You’ve also started young—skipping university meant following a new path, the one which you wouldn’t normally have. You could lead a “normal life” like your peers. The music industry changed your route, it affected your adolescence.
It was hard, the biggest difference between me and my friends is that I was alone. I had to discover a lot of my identity and interests myself, I wasn’t learning from professors, I had to find everything on my own. Now my friends have been graduating from their schools and they are starting from a place in which I was 8 years ago. Anyway, I do wish that I had a chance to go to school and lead this “normal life” when I was young. I wish I would have learned more outside of myself, but signing the contract with Columbia Records changed everything in 180 degrees. Maybe I know something about life, but I don’t know anything about academics. I don’t think that teenagers should be signing contracts when they’re 16. People should stop doing that!

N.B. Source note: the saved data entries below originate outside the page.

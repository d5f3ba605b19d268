use std::sync::{Arc, Mutex, MutexGuard, PoisonError, RwLock};

use url::Url;

use crate::alipay::SAFEPAY_HOST;
use crate::observers::ObserverRegistry;
use crate::wechat::{MiniProgramType, UserActivity, WechatApi, WechatInbound, WechatResponse};

/// Contract capability managers implement to receive vendor traffic from the hub.
///
/// The hub broadcasts everything to every handler; each handler picks out the
/// message types it understands and ignores the rest.
pub trait VendorCallbackHandler: Send + Sync {
    /// A request WeChat initiated. No manager acts on these today.
    fn on_req(&self, _req: &WechatInbound) {}

    fn on_resp(&self, resp: &WechatResponse);

    fn handle_open_url(&self, url: &Url);
}

/// Vendor configuration set at startup.
#[derive(Debug, Clone, Default, PartialEq, Eq)]
pub struct HubConfig {
    pub wechat_app_id: Option<String>,
    pub universal_link: Option<String>,
    /// URL scheme Alipay returns to.
    pub scheme: Option<String>,
    pub mini_program: MiniProgramType,
}

/// One entry of a batch registration.
#[derive(Debug, Clone, PartialEq, Eq)]
pub enum RegisterPlatform {
    Wechat {
        app_id: String,
        universal_link: String,
        mini_program: MiniProgramType,
    },
    Alipay {
        scheme: String,
    },
}

/// Routes vendor callbacks and URL-open events to the capability managers.
///
/// Managers hold the hub strongly; the hub holds managers weakly, so a
/// dropped manager simply stops receiving traffic.
pub struct DispatchHub {
    wechat: Arc<dyn WechatApi>,
    config: RwLock<HubConfig>,
    handlers: Mutex<ObserverRegistry<dyn VendorCallbackHandler>>,
}

impl DispatchHub {
    pub fn new(wechat: Arc<dyn WechatApi>) -> Self {
        Self {
            wechat,
            config: RwLock::new(HubConfig::default()),
            handlers: Mutex::new(ObserverRegistry::new()),
        }
    }

    /// Apply a batch of vendor registrations. Later entries overwrite earlier ones.
    pub fn register_platforms(&self, platforms: &[RegisterPlatform]) {
        for platform in platforms {
            match platform {
                RegisterPlatform::Wechat {
                    app_id,
                    universal_link,
                    mini_program,
                } => {
                    {
                        let mut config = self.config_mut();
                        config.wechat_app_id = Some(app_id.clone());
                        config.universal_link = Some(universal_link.clone());
                        config.mini_program = *mini_program;
                    }
                    if self.wechat.register_app(app_id, universal_link) {
                        tracing::info!("wechat registered: app_id={app_id}");
                    } else {
                        tracing::warn!("wechat rejected registration for app_id={app_id}");
                    }
                }
                RegisterPlatform::Alipay { scheme } => {
                    self.config_mut().scheme = Some(scheme.clone());
                    tracing::info!("alipay registered: scheme={scheme}");
                }
            }
        }
    }

    pub fn config(&self) -> HubConfig {
        self.config
            .read()
            .unwrap_or_else(PoisonError::into_inner)
            .clone()
    }

    pub fn scheme(&self) -> Option<String> {
        self.config().scheme
    }

    pub fn mini_program_type(&self) -> MiniProgramType {
        self.config().mini_program
    }

    /// WeChat is present and recent enough for the OpenSDK.
    pub fn is_wechat_installed(&self) -> bool {
        self.wechat.is_installed() && self.wechat.is_supported()
    }

    pub fn add_handler(&self, handler: &Arc<dyn VendorCallbackHandler>) -> bool {
        self.registry().add(handler)
    }

    pub fn remove_handler(&self, handler: &Arc<dyn VendorCallbackHandler>) -> bool {
        self.registry().remove(handler)
    }

    /// Entry point for the host's URL-open hook. Returns whether the URL was consumed.
    pub fn handle_open_url(&self, url: &str) -> bool {
        let url = match Url::parse(url) {
            Ok(url) => url,
            Err(e) => {
                tracing::warn!("ignoring unparsable open url {url:?}: {e}");
                return false;
            }
        };
        tracing::info!("open url: {url}");

        for handler in self.handlers() {
            handler.handle_open_url(&url);
        }

        if url.host_str() == Some(SAFEPAY_HOST) {
            return true;
        }
        self.wechat.handle_open_url(&url)
    }

    /// Entry point for universal links; only WeChat uses them.
    pub fn handle_open_universal_link(&self, activity: &UserActivity) -> bool {
        tracing::info!("universal link: {:?}", activity.webpage_url);
        self.wechat.handle_open_universal_link(activity)
    }

    pub fn on_req(&self, req: &WechatInbound) {
        tracing::debug!("wechat onReq: {req:?}");
        for handler in self.handlers() {
            handler.on_req(req);
        }
    }

    pub fn on_resp(&self, resp: &WechatResponse) {
        tracing::debug!("wechat onResp: errCode={}", resp.err_code());
        for handler in self.handlers() {
            handler.on_resp(resp);
        }
    }

    pub(crate) fn handlers(&self) -> Vec<Arc<dyn VendorCallbackHandler>> {
        self.registry().live()
    }

    fn registry(&self) -> MutexGuard<'_, ObserverRegistry<dyn VendorCallbackHandler>> {
        self.handlers.lock().unwrap_or_else(PoisonError::into_inner)
    }

    fn config_mut(&self) -> std::sync::RwLockWriteGuard<'_, HubConfig> {
        self.config.write().unwrap_or_else(PoisonError::into_inner)
    }
}

#[cfg(test)]
mod tests {
    use super::*;
    use crate::fakes::FakeWechat;
    use crate::wechat::{err_code, PayResp};

    #[derive(Default)]
    struct RecordingHandler {
        urls: Mutex<Vec<String>>,
        resps: Mutex<Vec<i32>>,
        reqs: Mutex<usize>,
    }

    impl VendorCallbackHandler for RecordingHandler {
        fn on_req(&self, _req: &WechatInbound) {
            *self.reqs.lock().unwrap() += 1;
        }

        fn on_resp(&self, resp: &WechatResponse) {
            self.resps.lock().unwrap().push(resp.err_code());
        }

        fn handle_open_url(&self, url: &Url) {
            self.urls.lock().unwrap().push(url.to_string());
        }
    }

    fn hub_with_handler() -> (Arc<FakeWechat>, DispatchHub, Arc<RecordingHandler>) {
        let wechat = Arc::new(FakeWechat::default());
        let hub = DispatchHub::new(wechat.clone());
        let handler = Arc::new(RecordingHandler::default());
        let as_dyn: Arc<dyn VendorCallbackHandler> = handler.clone();
        hub.add_handler(&as_dyn);
        (wechat, hub, handler)
    }

    #[test]
    fn removed_handler_receives_nothing() {
        let (_wechat, hub, handler) = hub_with_handler();
        let as_dyn: Arc<dyn VendorCallbackHandler> = handler.clone();

        assert!(hub.remove_handler(&as_dyn));
        assert!(!hub.remove_handler(&as_dyn));
        hub.on_resp(&WechatResponse::Pay(PayResp {
            err_code: err_code::SUCCESS,
            err_str: None,
            return_key: None,
        }));
        hub.handle_open_url("myapp://safepay/?result=x");

        assert!(handler.resps.lock().unwrap().is_empty());
        assert!(handler.urls.lock().unwrap().is_empty());
        assert!(hub.handlers().is_empty());
    }

    #[test]
    fn registration_is_last_write_wins() {
        let wechat = Arc::new(FakeWechat::default());
        let hub = DispatchHub::new(wechat.clone());

        hub.register_platforms(&[
            RegisterPlatform::Alipay {
                scheme: "first".into(),
            },
            RegisterPlatform::Wechat {
                app_id: "wx1".into(),
                universal_link: "https://example.com/app/".into(),
                mini_program: MiniProgramType::Test,
            },
            RegisterPlatform::Alipay {
                scheme: "second".into(),
            },
        ]);

        let config = hub.config();
        assert_eq!(config.scheme.as_deref(), Some("second"));
        assert_eq!(config.wechat_app_id.as_deref(), Some("wx1"));
        assert_eq!(config.mini_program, MiniProgramType::Test);
        assert_eq!(
            *wechat.registered.lock().unwrap(),
            vec![("wx1".to_string(), "https://example.com/app/".to_string())]
        );
    }

    #[test]
    fn safepay_url_is_consumed_without_wechat() {
        let (wechat, hub, handler) = hub_with_handler();

        assert!(hub.handle_open_url("myapp://safepay/?result=1"));

        assert_eq!(handler.urls.lock().unwrap().len(), 1);
        assert!(wechat.opened_urls.lock().unwrap().is_empty());
    }

    #[test]
    fn other_urls_fan_out_then_go_to_wechat() {
        let (wechat, hub, handler) = hub_with_handler();
        *wechat.handles_urls.lock().unwrap() = true;

        assert!(hub.handle_open_url("wx123://pay/?returnKey=&ret=0"));

        assert_eq!(handler.urls.lock().unwrap().len(), 1);
        assert_eq!(wechat.opened_urls.lock().unwrap().len(), 1);
    }

    #[test]
    fn unparsable_url_is_not_consumed() {
        let (wechat, hub, handler) = hub_with_handler();

        assert!(!hub.handle_open_url("not a url"));

        assert!(handler.urls.lock().unwrap().is_empty());
        assert!(wechat.opened_urls.lock().unwrap().is_empty());
    }

    #[test]
    fn responses_and_requests_broadcast_to_handlers() {
        let (_wechat, hub, handler) = hub_with_handler();

        hub.on_resp(&WechatResponse::Pay(PayResp {
            err_code: err_code::USER_CANCEL,
            err_str: None,
            return_key: None,
        }));
        hub.on_req(&WechatInbound::ShowMessage { message_ext: None });

        assert_eq!(*handler.resps.lock().unwrap(), vec![err_code::USER_CANCEL]);
        assert_eq!(*handler.reqs.lock().unwrap(), 1);
    }

    #[test]
    fn dropped_handler_stops_receiving() {
        let (_wechat, hub, handler) = hub_with_handler();
        let weak = Arc::downgrade(&handler);
        drop(handler);

        hub.on_resp(&WechatResponse::Other {
            err_code: 0,
            err_str: None,
        });

        assert!(weak.upgrade().is_none());
        assert!(hub.handlers().is_empty());
    }

    #[test]
    fn wechat_installed_requires_support() {
        let wechat = Arc::new(FakeWechat::default());
        let hub = DispatchHub::new(wechat.clone());
        *wechat.installed.lock().unwrap() = true;
        assert!(hub.is_wechat_installed());
        *wechat.supported.lock().unwrap() = false;
        assert!(!hub.is_wechat_installed());
    }

    #[test]
    fn universal_link_forwards_to_wechat() {
        let wechat = Arc::new(FakeWechat::default());
        let hub = DispatchHub::new(wechat.clone());
        let activity = UserActivity {
            activity_type: "NSUserActivityTypeBrowsingWeb".into(),
            webpage_url: Some("https://example.com/app/wx123/pay".into()),
        };

        hub.handle_open_universal_link(&activity);

        assert_eq!(*wechat.universal_links.lock().unwrap(), vec![activity]);
    }
}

It’s been almost ten years since I began making music and there is some sort of loneliness in me and my songs. The fact that I cannot financially support myself seems like a failure, but it’s also the influence of expectations, both mine and the ones which came from the outside world. It makes me feel like I’m in downtime, that I am failing because in the music industry you live in constant highs and lows. One month your new record gets its premiere, you have interviews, people are interested. Next month no one gives a shit and you have to move on. Then you work three years on the new album and you have this feeling of being unsure if the public is going to like your new record. Everything can collapse in a second. In the end, you’re left with some sort of crash.

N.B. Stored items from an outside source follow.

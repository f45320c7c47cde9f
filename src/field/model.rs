//! Models declared at runtime from JSON.
//!
//! A declaration names each field and its kind:
//!
//! ```json
//! {
//!   "title": "Settings",
//!   "fields": {
//!     "weights": {"type": "ndarray", "dtype": "float32"},
//!     "mask": {"type": "potential_ndarray", "required": false},
//!     "gain": {"type": "double"}
//!   }
//! }
//! ```

use std::collections::BTreeMap;
use std::fs;
use std::path::Path;
use std::str::FromStr;

use serde::{Deserialize, Serialize, Serializer};
use serde_json::{Map, Value};

use crate::field::scalar::json_kind;
use crate::field::{
	Array, ArrayAdapter, ElementType, FieldError, FieldMeta, FieldValidator, RawValue, Result, Scalar, ScalarField, TolerantArrayAdapter,
};

/// Validator family of a declared field.
#[derive(Debug, Clone, Copy, PartialEq, Eq)]
pub enum FieldKind {
	/// Strict array field.
	Array,
	/// Tolerant array field.
	PotentialArray,
	/// Scalar field of one element type.
	Scalar(ElementType),
}

/// One declared model field.
#[derive(Debug, Clone, PartialEq, Eq, Deserialize)]
#[serde(try_from = "FieldDeclJson")]
pub struct FieldDecl {
	/// Validator family.
	pub kind: FieldKind,
	/// Declared element type; scalar fields reject it at validation time.
	pub dtype: Option<ElementType>,
	/// Whether the input must provide this field.
	pub required: bool,
}

#[derive(Deserialize)]
#[serde(deny_unknown_fields)]
struct FieldDeclJson {
	#[serde(rename = "type")]
	kind: String,
	#[serde(default)]
	dtype: Option<String>,
	#[serde(default = "required_by_default")]
	required: bool,
}

fn required_by_default() -> bool {
	true
}

impl TryFrom<FieldDeclJson> for FieldDecl {
	type Error = FieldError;

	fn try_from(raw: FieldDeclJson) -> Result<Self> {
		let kind = match raw.kind.trim().to_ascii_lowercase().as_str() {
			"ndarray" => FieldKind::Array,
			"potential_ndarray" => FieldKind::PotentialArray,
			name => FieldKind::Scalar(ElementType::from_str(name)?),
		};
		Ok(Self {
			kind,
			dtype: raw.dtype.as_deref().map(ElementType::from_str).transpose()?,
			required: raw.required,
		})
	}
}

impl FieldDecl {
	/// Configuration handed to the field's validator.
	pub fn meta(&self) -> FieldMeta {
		FieldMeta {
			declared_element_type: self.dtype,
		}
	}

	/// Run this field's validator on one input.
	pub fn validate(&self, raw: RawValue) -> Result<FieldValue> {
		let meta = self.meta();
		match self.kind {
			FieldKind::Array => ArrayAdapter.validate(raw, &meta).map(FieldValue::Array),
			FieldKind::PotentialArray => Ok(TolerantArrayAdapter.validate(raw, &meta)?.map_or(FieldValue::Absent, FieldValue::Array)),
			FieldKind::Scalar(element_type) => ScalarField(element_type).validate(raw, &meta).map(FieldValue::Scalar),
		}
	}

	/// Schema mapping for this field.
	pub fn schema(&self, name: &str) -> Map<String, Value> {
		let mut schema = Map::new();
		schema.insert("title".to_owned(), Value::String(title_case(name)));
		let meta = self.meta();
		match self.kind {
			FieldKind::Array => ArrayAdapter.modify_schema(&mut schema, Some(&meta)),
			FieldKind::PotentialArray => TolerantArrayAdapter.modify_schema(&mut schema, Some(&meta)),
			FieldKind::Scalar(element_type) => ScalarField(element_type).modify_schema(&mut schema, Some(&meta)),
		}
		schema
	}
}

/// Runtime model declaration.
#[derive(Debug, Clone, PartialEq, Eq, Deserialize)]
pub struct ModelSpec {
	/// Model name used as the schema title.
	#[serde(default = "default_title")]
	pub title: String,
	/// Declared fields by name.
	pub fields: BTreeMap<String, FieldDecl>,
}

fn default_title() -> String {
	"Model".to_owned()
}

impl ModelSpec {
	/// Parse a declaration from JSON text.
	pub fn from_json_str(text: &str) -> Result<Self> {
		Ok(serde_json::from_str(text)?)
	}

	/// Read a declaration file.
	pub fn from_path(path: impl AsRef<Path>) -> Result<Self> {
		let text = fs::read_to_string(path)?;
		Self::from_json_str(&text)
	}

	/// Validate a JSON document, stopping at the first failing field.
	pub fn validate_value(&self, input: &Value) -> Result<Model> {
		match input {
			Value::Object(map) => self.validate(map),
			other => Err(FieldError::NotAnObject { got: json_kind(other) }),
		}
	}

	/// Validate an input mapping, stopping at the first failing field.
	///
	/// Undeclared keys are ignored; absent optional fields are never loaded.
	pub fn validate(&self, input: &Map<String, Value>) -> Result<Model> {
		for key in input.keys().filter(|key| !self.fields.contains_key(*key)) {
			tracing::trace!(model = %self.title, field = %key, "ignoring undeclared input key");
		}

		let mut values = BTreeMap::new();
		for (name, decl) in &self.fields {
			let value = match input.get(name) {
				None | Some(Value::Null) if !decl.required => {
					tracing::debug!(model = %self.title, field = %name, "optional field absent");
					FieldValue::Absent
				}
				None => return Err(FieldError::MissingField { field: name.clone() }),
				Some(raw) => decl.validate(RawValue::Json(raw.clone())).map_err(|err| err.in_field(name.as_str()))?,
			};
			values.insert(name.clone(), value);
		}

		Ok(Model {
			title: self.title.clone(),
			values,
		})
	}

	/// JSON schema of the model with each field's contribution merged in.
	pub fn schema(&self) -> Value {
		let properties: Map<String, Value> = self.fields.iter().map(|(name, decl)| (name.clone(), Value::Object(decl.schema(name)))).collect();
		let required: Vec<Value> = self
			.fields
			.iter()
			.filter(|(_, decl)| decl.required)
			.map(|(name, _)| Value::String(name.clone()))
			.collect();

		let mut schema = Map::new();
		schema.insert("title".to_owned(), Value::String(self.title.clone()));
		schema.insert("type".to_owned(), Value::String("object".to_owned()));
		schema.insert("properties".to_owned(), Value::Object(properties));
		if !required.is_empty() {
			schema.insert("required".to_owned(), Value::Array(required));
		}
		Value::Object(schema)
	}
}

/// Stored value of one validated field.
#[derive(Debug, Clone, PartialEq)]
pub enum FieldValue {
	/// Validated array.
	Array(Array),
	/// Validated scalar.
	Scalar(Scalar),
	/// Optional field not provided, or tolerant field with invalid input.
	Absent,
}

impl FieldValue {
	/// JSON rendering; arrays become nested lists.
	pub fn to_json(&self) -> Value {
		match self {
			Self::Array(array) => array.to_json(),
			Self::Scalar(scalar) => scalar.to_json(),
			Self::Absent => Value::Null,
		}
	}
}

impl Serialize for FieldValue {
	fn serialize<S: Serializer>(&self, serializer: S) -> std::result::Result<S::Ok, S::Error> {
		self.to_json().serialize(serializer)
	}
}

/// Validated model instance.
#[derive(Debug, Clone, PartialEq)]
pub struct Model {
	/// Declaration title.
	pub title: String,
	values: BTreeMap<String, FieldValue>,
}

impl Model {
	/// Stored value of a declared field.
	pub fn get(&self, name: &str) -> Option<&FieldValue> {
		self.values.get(name)
	}

	/// Declared field names with their values.
	pub fn iter(&self) -> impl Iterator<Item = (&str, &FieldValue)> {
		self.values.iter().map(|(name, value)| (name.as_str(), value))
	}

	/// JSON object of every field, arrays as nested lists.
	pub fn to_json(&self) -> Value {
		Value::Object(self.values.iter().map(|(name, value)| (name.clone(), value.to_json())).collect())
	}
}

fn title_case(name: &str) -> String {
	name.split('_')
		.filter(|word| !word.is_empty())
		.map(|word| {
			let mut chars = word.chars();
			match chars.next() {
				Some(first) => first.to_uppercase().chain(chars).collect::<String>(),
				None => String::new(),
			}
		})
		.collect::<Vec<_>>()
		.join(" ")
}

In your previous songs, some sort of sadness connected with getting joy from it seems to prevail—it’s like musical masochism. In Soft Currents, you sing: My fate is at the hands of my mistakes/and that’s alright. Did you change your formula because of the pandemic?
It’s interesting because the last things I would like to write about are coronavirus and pandemic. I’ve been writing a lot about insecurity, about having to live in a past as the present is so doubtful right now. I was letting go of my past and also focusing on innocence and being overly self-involved. And I also mention the way that Instagram makes me feel I guess! (laughter). That’s what my experience is, nothing more, nothing less, however, I don’t wanna be that person who writes about being locked in the house; everybody does it. I’m trying to approach it from the perspective of my reflections of my life and myself. During the pandemic, I recognized a lot of behaviours that were negative and self-destructive, so I assume this fact also might be seen in my songwriting. In terms of my third album, it’s gonna have a different kind of sadness. When I was writing The Archer, I had a perspective of someone who felt she was a victim. Now I feel like I have accepted the choices I have made, I understand my responsibility. I’m not weak anymore.

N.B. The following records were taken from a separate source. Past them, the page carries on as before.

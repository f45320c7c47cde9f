use std::path::{Path, PathBuf};

use serde::{Deserialize, Serialize};
use serde_json::{Map, Value};

use crate::field::{FieldError, Result};

/// Reference to array data stored on disk, with an optional npz member key.
#[derive(Debug, Clone, PartialEq, Eq, Serialize, Deserialize)]
pub struct FileDesc {
	/// Location of the `.npy` or `.npz` file.
	pub path: PathBuf,
	/// Npz member to select; the first stored member when absent.
	#[serde(default, skip_serializing_if = "Option::is_none")]
	pub key: Option<String>,
}

impl FileDesc {
	/// Descriptor without a member key.
	pub fn new(path: impl Into<PathBuf>) -> Self {
		Self { path: path.into(), key: None }
	}

	/// Descriptor selecting one npz member.
	pub fn with_key(path: impl Into<PathBuf>, key: impl Into<String>) -> Self {
		Self {
			path: path.into(),
			key: Some(key.into()),
		}
	}

	/// Build from a JSON mapping with a `path` entry and optional `key` entry.
	///
	/// Unknown entries are ignored.
	pub fn from_mapping(map: &Map<String, Value>) -> Result<Self> {
		serde_json::from_value(Value::Object(map.clone())).map_err(|err| FieldError::InvalidDescriptor { reason: err.to_string() })
	}

	/// Member key to look up, treating an empty key as absent.
	pub fn member_key(&self) -> Option<&str> {
		self.key.as_deref().filter(|key| !key.is_empty())
	}
}

/// Resolve `path` against the current directory.
///
/// Fails as a descriptor error when the path is empty or the current directory is gone.
pub(crate) fn absolute_path(path: &Path) -> Result<PathBuf> {
	std::path::absolute(path).map_err(|err| FieldError::InvalidDescriptor {
		reason: format!("cannot resolve {}: {err}", path.display()),
	})
}

/// On-disk container format.
#[derive(Debug, Clone, Copy, PartialEq, Eq)]
pub enum Container {
	/// Single unnamed array (`.npy`).
	Npy,
	/// Zip archive of named arrays (`.npz`).
	Npz,
}

impl Container {
	/// Detect the container from a case-insensitive file extension.
	pub fn from_path(path: &Path) -> Option<Self> {
		let ext = path.extension()?.to_str()?;
		if ext.eq_ignore_ascii_case("npy") {
			Some(Self::Npy)
		} else if ext.eq_ignore_ascii_case("npz") {
			Some(Self::Npz)
		} else {
			None
		}
	}

	/// Stable lowercase label.
	pub fn as_str(self) -> &'static str {
		match self {
			Self::Npy => "npy",
			Self::Npz => "npz",
		}
	}
}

Where would you put yourself today, while you’re working on your third album?
I’m writing in a very basic sense. I’m just sitting with my guitar, that’s all, lyrics are the most important part of my third album. I feel like there is no angst in my work right now, but, on the other hand, everything seems to be melancholic, rather sad than positive. The cause is simple—I’m just writing about everything that is happening all around us. It gets hard after a year! (laughter).